Três cenários para o primeiro encontro
Segundo fontes do governo, três locais estão sendo considerados para o primeiro encontro entre Lula e Trump. A primeira opção é a Malásia, durante a Cúpula da Associação de Nações do Sudeste Asiático (Asean), que começa em 26 de outubro. Outra possibilidade é Belém (PA), durante a COP30, entre 10 e 21 de novembro. A terceira hipótese envolve uma viagem oficial de Lula aos Estados Unidos.
De acordo com o Planalto, o presidente brasileiro sugeriu a reunião na Cúpula da Asean, convidou Trump para a COP30 e demonstrou disposição de viajar a Washington. Na ligação, Lula também pediu a revogação das tarifas e a revisão das sanções impostas contra autoridades brasileiras.

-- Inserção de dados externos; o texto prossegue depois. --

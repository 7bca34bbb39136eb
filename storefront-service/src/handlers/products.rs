//! Product endpoints

use axum::extract::{Multipart, Path, Query, State};
use axum::http::{header, StatusCode};
use axum::response::IntoResponse;
use axum::routing::{get, post};
use axum::{Json, Router};

use super::read_image_field;
use crate::error::{ApiMessage, Error, Result};
use crate::listing::{EntityKind, PageQuery, PageRequest, PageResponse};
use crate::models::{CreateProduct, ProductDto, UpdateProduct};
use crate::repository::{list_page, paging_fault, PageSource};
use crate::state::AppState;

pub fn routes() -> Router<AppState> {
    Router::new()
        .route("/", post(create_product).get(list_products))
        .route("/live", get(list_live_products))
        .route("/search/{keyword}", get(search_products))
        .route("/images/{id}", post(upload_image).get(serve_image))
        .route("/{id}/category/{category_id}", post(assign_category))
        .route(
            "/{id}",
            get(get_product).put(update_product).delete(delete_product),
        )
}

async fn create_product(
    State(state): State<AppState>,
    Json(input): Json<CreateProduct>,
) -> Result<(StatusCode, Json<ProductDto>)> {
    let row = state.products().create(&input, None).await?;
    tracing::info!(product_id = %row.id, "Product created");
    Ok((StatusCode::CREATED, Json(ProductDto::from_row(row))))
}

async fn list_products(
    State(state): State<AppState>,
    Query(query): Query<PageQuery>,
) -> Result<Json<PageResponse<ProductDto>>> {
    page_of_products(&state, &query, None).await
}

async fn search_products(
    State(state): State<AppState>,
    Path(keyword): Path<String>,
    Query(query): Query<PageQuery>,
) -> Result<Json<PageResponse<ProductDto>>> {
    page_of_products(&state, &query, Some(&keyword)).await
}

async fn page_of_products(
    state: &AppState,
    query: &PageQuery,
    keyword: Option<&str>,
) -> Result<Json<PageResponse<ProductDto>>> {
    let defaults = state.config.listing.for_kind(EntityKind::Product);
    let request = PageRequest::resolve(EntityKind::Product, query, defaults)?;
    let page = list_page(&state.products(), &request, keyword).await?;
    Ok(Json(PageResponse::from_page(
        &request,
        page.map(ProductDto::from_row),
    )))
}

async fn list_live_products(
    State(state): State<AppState>,
    Query(query): Query<PageQuery>,
) -> Result<Json<PageResponse<ProductDto>>> {
    let defaults = state.config.listing.for_kind(EntityKind::Product);
    let request = PageRequest::resolve(EntityKind::Product, &query, defaults)?;

    let products = state.products();
    let column = products
        .sort_column(&request.sort_field)
        .ok_or(Error::InvalidPaging(EntityKind::Product))?;
    let page = products
        .find_live_page(column, &request)
        .await
        .map_err(|e| paging_fault(EntityKind::Product, e))?;

    Ok(Json(PageResponse::from_page(
        &request,
        page.map(ProductDto::from_row),
    )))
}

async fn get_product(
    State(state): State<AppState>,
    Path(id): Path<String>,
) -> Result<Json<ProductDto>> {
    let row = state.products().find_by_id(&id).await?;
    Ok(Json(ProductDto::from_row(row)))
}

async fn update_product(
    State(state): State<AppState>,
    Path(id): Path<String>,
    Json(input): Json<UpdateProduct>,
) -> Result<Json<ProductDto>> {
    let row = state.products().update(&id, &input).await?;
    Ok(Json(ProductDto::from_row(row)))
}

async fn delete_product(
    State(state): State<AppState>,
    Path(id): Path<String>,
) -> Result<Json<ApiMessage>> {
    state.products().delete(&id).await?;
    tracing::info!(product_id = %id, "Product deleted");
    Ok(Json(ApiMessage::success(
        StatusCode::OK,
        "Product deleted successfully!",
    )))
}

async fn assign_category(
    State(state): State<AppState>,
    Path((id, category_id)): Path<(String, String)>,
) -> Result<Json<ProductDto>> {
    // resolve the category first so a bad id is a 404, not an FK error
    state.categories().find_by_id(&category_id).await?;

    let row = state.products().assign_category(&id, &category_id).await?;
    tracing::info!(product_id = %id, category_id = %category_id, "Product assigned to category");
    Ok(Json(ProductDto::from_row(row)))
}

async fn upload_image(
    State(state): State<AppState>,
    Path(id): Path<String>,
    mut multipart: Multipart,
) -> Result<(StatusCode, Json<ApiMessage>)> {
    state.products().find_by_id(&id).await?;

    let (original_name, data) = read_image_field(&mut multipart).await?;
    let file_name = state
        .images()
        .save(EntityKind::Product, &original_name, &data)
        .await?;
    state.products().set_image(&id, &file_name).await?;

    Ok((
        StatusCode::CREATED,
        Json(ApiMessage::success(
            StatusCode::CREATED,
            format!("{} image is uploaded successfully!", file_name),
        )),
    ))
}

async fn serve_image(
    State(state): State<AppState>,
    Path(id): Path<String>,
) -> Result<impl IntoResponse> {
    let row = state.products().find_by_id(&id).await?;
    let file_name = row
        .image
        .ok_or_else(|| Error::NotFound(format!("No image stored for product {}", id)))?;

    let (data, content_type) = state.images().load(EntityKind::Product, &file_name).await?;
    Ok(([(header::CONTENT_TYPE, content_type)], data))
}
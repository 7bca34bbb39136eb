//! Storefront catalog service
//!
//! A REST backend over Postgres for users, categories, and products,
//! built around one generic paginated-listing contract: every collection
//! is served through the same validated page request, storage-side page
//! statistics, and uniform response envelope.

pub mod config;
pub mod database;
pub mod error;
pub mod files;
pub mod handlers;
pub mod listing;
pub mod models;
pub mod observability;
pub mod repository;
pub mod server;
pub mod state;

pub use error::{Error, Result};
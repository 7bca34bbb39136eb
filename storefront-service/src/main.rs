use std::sync::Arc;

use storefront_service::config::Config;
use storefront_service::database;
use storefront_service::error::Result;
use storefront_service::handlers;
use storefront_service::observability;
use storefront_service::server::Server;
use storefront_service::state::AppState;

#[tokio::main]
async fn main() -> Result<()> {
    let config = Config::load()?;

    observability::init_tracing(&config);

    let pool = database::create_pool(&config.database).await?;
    database::run_migrations(&pool).await?;

    let state = AppState::new(Arc::new(config.clone()), pool);
    let app = handlers::router().with_state(state);

    Server::new(config).serve(app).await
}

Crise e desconfiança recentes
As relações entre Brasil e Estados Unidos vinham se deteriorando desde a aplicação de sanções comerciais e políticas por parte do governo Trump. As medidas foram uma reação ao julgamento do ex-presidente Jair Bolsonaro, condenado a 27 anos de prisão por tentar se manter no poder após as eleições de 2022.
Trump chegou a acusar o Brasil de promover uma “caça às bruxas” contra Bolsonaro e seus aliados. Além disso, o governo norte-americano sancionou o ministro Alexandre de Moraes, do Supremo Tribunal Federal (STF), e sua esposa, Viviane Barci de Moraes, além de revogar vistos de autoridades como o ministro da Saúde, Alexandre Padilha, e o advogado-geral da União, Jorge Messias.
Sinais de aproximação
Apesar das tensões, o clima entre os dois líderes parece estar mudando. No fim de setembro, durante a abertura da 80ª Assembleia Geral da ONU, Lula e Trump se cumprimentaram brevemente e, segundo o republicano, houve “excelente química” entre eles.
Após a ligação desta segunda-feira, Trump voltou a elogiar o presidente brasileiro, chamando-o de “bom homem”, e afirmou que pretende fazer “negócios” com o Brasil. Questionado sobre a possibilidade de reduzir as tarifas de 50% sobre produtos brasileiros, desconversou, mas reafirmou o desejo de uma reunião em breve.
“Em algum momento eu irei ao Brasil e ele virá aqui”, declarou Trump. A expectativa é que esse reencontro marque o início de uma nova etapa nas relações entre os dois países.